Quand pourra-t-on voir la première tour en bois ?
MG :
Si l’on s’en tient strictement aux données scientifiques, il n’y
a pas d’obstacle à la construction d’un immeuble bois de 50
niveaux. Je pense pour ma part que la taille optimale d’une tour en
bois se situe autour de 20 niveaux et, sans en faire une solution
universelle, on pourrait la voir se développer plus dans les
contextes urbains où elle correspondrait à un besoin. Il va encore
falloir du temps pour construire la première tour réaliste d’un
point de vue économique. Mais là encore, ce n’est pas si long dès
lors que l’on mesure la révolution que cela représente dans le
domaine de l’IGH depuis un siècle ! C’est une aventure très
exaltante, non seulement du point de vue environnemental, mais aussi
du point de vue sensible — habiter un espace fait de matériaux
naturels, au lieu de matériaux fait par l’homme. Je pense que,
d’ici dix ans, nous pourrons voir un IGH bois de trente niveaux.
DA :
La réglementation, nous l’avons vu, freine encore le développement
de la construction bois. Comment pourrait-on la faire évoluer ?
MG :
Avoir une agence au Canada et aux États-Unis me permet des
comparaisons. Le Canada est plus avancé, les États-Unis essayent de
rattraper leur retard, et l’on voit des immeubles de neuf niveaux
en bois en projet à Portland. Il y a toujours moyen de contourner
les limites imposées par la réglementation, qui reste restrictive
dans la plupart des pays. Elle fixe des limites sans véritable
justification, se référant aux façons dont on construisait avant,
et dont on combattait le feu par le passé ;
elle prescrit des solutions techniques qui n’ont plus de sens
aujourd’hui, etc. C’est comme cela qu’en France, ou ailleurs,
la réglementation finit par restreindre l’innovation. Ce n’est
pas le cas au Royaume-Uni, ou l’on peut construire ce que
l’on veut, du moment que l’on démontre que les solutions
techniques que l’on propose sont viables.
DA :
Selon vous, l’innovation devrait être la préoccupation centrale
de l’architecte. Pourquoi ?
MG :
Je pense qu’aujourd’hui une partie des architectes se perçoit
encore comme des créateurs de formes alors
que, selon moi, ils devraient se focaliser sur l’innovation,
la façon dont nous pouvons contribuer à améliorer l’environnement,
la vie. Face aux architectures spectaculaires comme celles de Zaha
Hadid ou Frank Gehry, il faut réhabiliter l’architecture ordinaire
qui constitue le tissu urbain, comme à Paris par exemple, et mettre
le bâtiment au service de la ville plutôt que de vouloir à chaque
fois être le Donald Trump de la ville. À chaque fois que
l’architecte se place sur le terrain de l’esthétique, il devient
ésotérique et obscur. De grandes architectures peuvent être
discrètes.
DA :
Le bois pourrait-il être un des vecteurs fondamentaux de
l’innovation?
MG :
Incontestablement, car il permet d’évoluer dans nos façons de
construire, et ces changements redonnent à l’architecture une
place plus pertinente dans la société. Aujourd’hui, l’architecte
ne doit pas s'intéresser qu’à l’aspect du matériau, mais aussi
à sa composition, à son énergie grise, à l’impact de sa
fabrication sur l’environnement, à sa durabilité, à sa capacité
à être recyclée... Il quitte son statut de consommateur de
produits industriels pour devenir une sorte de chasseur de matériaux.
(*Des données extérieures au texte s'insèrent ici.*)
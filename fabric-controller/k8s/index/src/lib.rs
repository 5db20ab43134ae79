//! Fabric controller index
//!
//! Watches `TunnelEndpoint` resources and drives the rule engine:
//!
//! ```text
//! [ TunnelEndpoint ] -> [ Index ] -- Update --> [ Controller ] -> [ Handler ]
//! ```
//!
//! The index keeps the last network configuration of every endpoint and
//! publishes the narrowest engine operation for each change. The controller
//! applies updates sequentially on a blocking thread and retries failed ones
//! after a fixed backoff, unless a later update for the same cluster has
//! already been received.

#![deny(warnings, rust_2018_idioms)]
#![forbid(unsafe_code)]

mod controller;
mod index;
mod metrics;

#[cfg(test)]
mod tests;

pub use self::{
    controller::Controller,
    index::{Index, Op, SharedIndex, Update},
    metrics::ControllerMetrics,
};
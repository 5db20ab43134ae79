use ipnet::IpNet;
use std::net::{IpAddr, Ipv4Addr, Ipv6Addr};

#[derive(Clone, Debug, PartialEq, Eq, thiserror::Error)]
#[error("not a valid network CIDR: {0:?}")]
pub struct NotValidCidr(String);

/// Parses `s` as a network range in `address/prefix` form.
pub fn validate(s: &str) -> Result<IpNet, NotValidCidr> {
    s.parse().map_err(|_| NotValidCidr(s.to_string()))
}

/// Returns the first host address of the network described by `s`.
pub fn first_usable_address(s: &str) -> Result<IpAddr, NotValidCidr> {
    validate(s).map(|net| first_host(&net))
}

/// Returns the network address incremented by one.
///
/// A single-address network has no address past its network address, in which
/// case the network address itself is returned.
pub fn first_host(net: &IpNet) -> IpAddr {
    match net {
        IpNet::V4(net) => {
            let next = Ipv4Addr::from(u32::from(net.network()).wrapping_add(1));
            if net.contains(&next) {
                next.into()
            } else {
                net.network().into()
            }
        }
        IpNet::V6(net) => {
            let next = Ipv6Addr::from(u128::from(net.network()).wrapping_add(1));
            if net.contains(&next) {
                next.into()
            } else {
                net.network().into()
            }
        }
    }
}
use ahash::AHashMap as HashMap;
use fabric_controller_core::{short_cluster_id, Category, ClusterRules, NetworkConfig};
use fabric_controller_k8s_api::{ResourceExt, TunnelEndpoint};
use parking_lot::RwLock;
use std::sync::Arc;
use tokio::sync::mpsc::UnboundedSender;

pub type SharedIndex = Arc<RwLock<Index>>;

/// Tracks the network configuration of every negotiated `TunnelEndpoint` and
/// publishes the engine operation needed to apply each change.
pub struct Index {
    updates: UnboundedSender<Update>,
    endpoints: HashMap<ResourceId, NetworkConfig>,
    generation: u64,
}

/// An engine operation for a single cluster.
#[derive(Clone, Debug, PartialEq, Eq)]
pub struct Update {
    /// Increases with every update published by the index. A failed update is
    /// only retried while no later update exists for the same cluster.
    pub generation: u64,
    pub op: Op,
    pub config: NetworkConfig,
}

#[derive(Copy, Clone, Debug, PartialEq, Eq, Hash)]
pub enum Op {
    /// Creates the cluster's containers and reconciles all of its rules.
    Configure,
    Postrouting,
    Prerouting,
    Remove,
}

#[derive(Clone, Debug, PartialEq, Eq, Hash)]
struct ResourceId {
    namespace: String,
    name: String,
}

// === impl Index ===

impl Index {
    pub fn shared(updates: UnboundedSender<Update>) -> SharedIndex {
        Arc::new(RwLock::new(Self {
            updates,
            endpoints: HashMap::new(),
            generation: 0,
        }))
    }

    /// The number of clusters with a negotiated configuration.
    pub fn len(&self) -> usize {
        self.endpoints.len()
    }

    pub fn is_empty(&self) -> bool {
        self.endpoints.is_empty()
    }

    fn publish(&mut self, op: Op, config: NetworkConfig) {
        self.generation += 1;
        let update = Update {
            generation: self.generation,
            op,
            config,
        };
        tracing::debug!(
            cluster = %update.config.cluster_id,
            %op,
            generation = update.generation,
            "Publishing update"
        );
        if let Err(error) = self.updates.send(update) {
            tracing::error!(%error, "Failed to publish update");
        }
    }

    /// Publishes the operation needed once `old` no longer describes its
    /// cluster.
    ///
    /// Endpoints whose cluster identifiers share a prefix program the same
    /// containers. The cluster is only removed when no such endpoint is
    /// left; otherwise it is reconfigured from a remaining one.
    fn release(&mut self, old: NetworkConfig) {
        let remaining = self
            .endpoints
            .values()
            .find(|config| same_cluster(config, &old))
            .cloned();
        match remaining {
            Some(config) => {
                tracing::debug!(
                    removed = %old.cluster_id,
                    remaining = %config.cluster_id,
                    "Cluster is still described by another endpoint"
                );
                self.publish(Op::Configure, config);
            }
            None => self.publish(Op::Remove, old),
        }
    }
}

impl kubert::index::IndexNamespacedResource<TunnelEndpoint> for Index {
    fn apply(&mut self, tep: TunnelEndpoint) {
        let id = ResourceId {
            namespace: tep.namespace().unwrap_or_default(),
            name: tep.name_unchecked(),
        };

        let Some(config) = tep.network_config() else {
            // Status has not been negotiated, or was withdrawn.
            if let Some(old) = self.endpoints.remove(&id) {
                self.release(old);
            }
            return;
        };

        let old = self.endpoints.insert(id, config.clone());
        match old {
            None => self.publish(Op::Configure, config),
            Some(old) if old.cluster_id != config.cluster_id => {
                if !same_cluster(&old, &config) {
                    self.release(old);
                }
                self.publish(Op::Configure, config);
            }
            Some(old) => {
                if let Some(op) = narrowest(&old, &config) {
                    self.publish(op, config);
                }
            }
        }
    }

    fn delete(&mut self, namespace: String, name: String) {
        if let Some(old) = self.endpoints.remove(&ResourceId { namespace, name }) {
            self.release(old);
        }
    }
}

fn same_cluster(a: &NetworkConfig, b: &NetworkConfig) -> bool {
    short_cluster_id(&a.cluster_id) == short_cluster_id(&b.cluster_id)
}

/// Chooses the smallest operation that moves the host from `old`'s rules to
/// `new`'s, or `None` if both compile to the same rules.
fn narrowest(old: &NetworkConfig, new: &NetworkConfig) -> Option<Op> {
    if old == new {
        return None;
    }
    // The engine reports invalid configurations; let a full pass surface them.
    let (Ok(old), Ok(new)) = (ClusterRules::compile(old), ClusterRules::compile(new)) else {
        return Some(Op::Configure);
    };

    if old.hooks != new.hooks
        || old.chains.get(Category::Forward) != new.chains.get(Category::Forward)
        || old.chains.get(Category::Input) != new.chains.get(Category::Input)
    {
        return Some(Op::Configure);
    }
    let post = old.chains.get(Category::Postrouting) != new.chains.get(Category::Postrouting);
    let pre = old.chains.get(Category::Prerouting) != new.chains.get(Category::Prerouting);
    match (post, pre) {
        (true, true) => Some(Op::Configure),
        (true, false) => Some(Op::Postrouting),
        (false, true) => Some(Op::Prerouting),
        (false, false) => None,
    }
}

// === impl Op ===

impl Op {
    pub fn as_str(&self) -> &'static str {
        match self {
            Self::Configure => "configure",
            Self::Postrouting => "postrouting",
            Self::Prerouting => "prerouting",
            Self::Remove => "remove",
        }
    }
}

impl std::fmt::Display for Op {
    fn fmt(&self, f: &mut std::fmt::Formatter<'_>) -> std::fmt::Result {
        f.write_str(self.as_str())
    }
}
Par exemple, notre utilisation du bois nous a amenés à travailler
avec différentes compagnies, à examiner les types de colles, les
essences de bois, leurs modes de traitement, etc., ce qui n’arrivait
plus depuis longtemps dans la profession.
DA :
D’autres secteurs de l’économie revendiquent leur caractère
innovant et reçoivent pour cela un soutien des pouvoirs publics.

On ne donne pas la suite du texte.